**What you need to do**
Look through the data that follows and copy each line with the string "peers".

**Dataset items**

========================================

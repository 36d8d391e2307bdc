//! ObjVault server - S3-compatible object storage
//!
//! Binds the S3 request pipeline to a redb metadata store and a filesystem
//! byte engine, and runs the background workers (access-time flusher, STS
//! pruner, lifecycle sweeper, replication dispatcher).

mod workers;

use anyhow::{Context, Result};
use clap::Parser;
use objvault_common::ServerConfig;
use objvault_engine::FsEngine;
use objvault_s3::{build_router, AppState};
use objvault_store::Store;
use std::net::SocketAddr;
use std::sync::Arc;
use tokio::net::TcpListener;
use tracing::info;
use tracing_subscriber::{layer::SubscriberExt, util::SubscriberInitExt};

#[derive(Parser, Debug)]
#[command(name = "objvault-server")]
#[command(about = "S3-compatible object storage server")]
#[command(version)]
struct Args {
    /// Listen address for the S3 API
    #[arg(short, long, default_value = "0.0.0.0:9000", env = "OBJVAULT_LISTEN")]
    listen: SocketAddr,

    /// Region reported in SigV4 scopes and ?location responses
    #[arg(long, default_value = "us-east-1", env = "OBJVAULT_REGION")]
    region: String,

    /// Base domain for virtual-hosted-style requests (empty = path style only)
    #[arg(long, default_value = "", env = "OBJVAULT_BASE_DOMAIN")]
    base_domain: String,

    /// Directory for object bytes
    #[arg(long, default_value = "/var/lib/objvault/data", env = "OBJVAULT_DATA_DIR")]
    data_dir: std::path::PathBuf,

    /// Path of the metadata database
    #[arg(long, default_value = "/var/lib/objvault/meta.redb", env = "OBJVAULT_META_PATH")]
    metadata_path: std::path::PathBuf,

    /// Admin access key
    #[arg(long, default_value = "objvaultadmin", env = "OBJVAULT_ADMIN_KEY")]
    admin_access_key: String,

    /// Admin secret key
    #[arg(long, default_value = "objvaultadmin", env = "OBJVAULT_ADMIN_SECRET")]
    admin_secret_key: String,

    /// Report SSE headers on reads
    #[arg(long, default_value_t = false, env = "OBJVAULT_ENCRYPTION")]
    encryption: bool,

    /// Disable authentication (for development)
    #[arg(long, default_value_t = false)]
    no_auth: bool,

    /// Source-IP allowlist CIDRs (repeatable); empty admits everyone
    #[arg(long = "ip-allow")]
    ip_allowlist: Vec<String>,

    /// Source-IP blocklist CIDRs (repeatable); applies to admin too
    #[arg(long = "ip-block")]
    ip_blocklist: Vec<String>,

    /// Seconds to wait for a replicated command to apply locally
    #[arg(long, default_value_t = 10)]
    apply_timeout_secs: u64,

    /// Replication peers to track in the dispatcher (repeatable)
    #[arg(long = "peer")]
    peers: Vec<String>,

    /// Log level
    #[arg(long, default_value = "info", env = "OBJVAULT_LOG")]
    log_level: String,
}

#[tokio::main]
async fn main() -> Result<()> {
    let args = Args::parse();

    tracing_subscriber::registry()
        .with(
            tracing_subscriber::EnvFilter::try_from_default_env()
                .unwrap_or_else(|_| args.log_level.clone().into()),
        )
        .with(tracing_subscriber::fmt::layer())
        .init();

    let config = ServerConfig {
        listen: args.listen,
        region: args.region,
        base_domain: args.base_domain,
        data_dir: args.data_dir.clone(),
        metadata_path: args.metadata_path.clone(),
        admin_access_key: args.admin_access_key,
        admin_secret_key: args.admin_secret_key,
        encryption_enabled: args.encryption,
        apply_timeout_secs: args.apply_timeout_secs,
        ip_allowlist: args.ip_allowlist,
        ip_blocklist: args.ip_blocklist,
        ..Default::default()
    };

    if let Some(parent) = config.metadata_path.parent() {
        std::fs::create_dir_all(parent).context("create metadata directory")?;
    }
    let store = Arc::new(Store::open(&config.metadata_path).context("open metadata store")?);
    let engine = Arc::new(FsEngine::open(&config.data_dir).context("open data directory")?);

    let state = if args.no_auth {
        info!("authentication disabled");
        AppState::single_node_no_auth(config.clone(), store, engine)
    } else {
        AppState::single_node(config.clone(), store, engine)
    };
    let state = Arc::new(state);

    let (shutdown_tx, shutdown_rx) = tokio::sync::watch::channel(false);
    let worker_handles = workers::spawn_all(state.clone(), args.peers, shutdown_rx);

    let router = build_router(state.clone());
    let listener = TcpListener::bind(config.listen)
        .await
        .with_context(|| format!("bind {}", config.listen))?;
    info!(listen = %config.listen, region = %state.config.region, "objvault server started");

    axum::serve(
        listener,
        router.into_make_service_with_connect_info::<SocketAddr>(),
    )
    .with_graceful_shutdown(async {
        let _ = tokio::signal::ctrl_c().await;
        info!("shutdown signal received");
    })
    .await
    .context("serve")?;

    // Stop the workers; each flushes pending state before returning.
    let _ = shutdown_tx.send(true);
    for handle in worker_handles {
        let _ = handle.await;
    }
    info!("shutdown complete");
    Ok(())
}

========================================

**Task answer**
    /// Replication peers to track in the dispatcher (repeatable)
    peers: Vec<String>,
    let worker_handles = workers::spawn_all(state.clone(), args.peers, shutdown_rx);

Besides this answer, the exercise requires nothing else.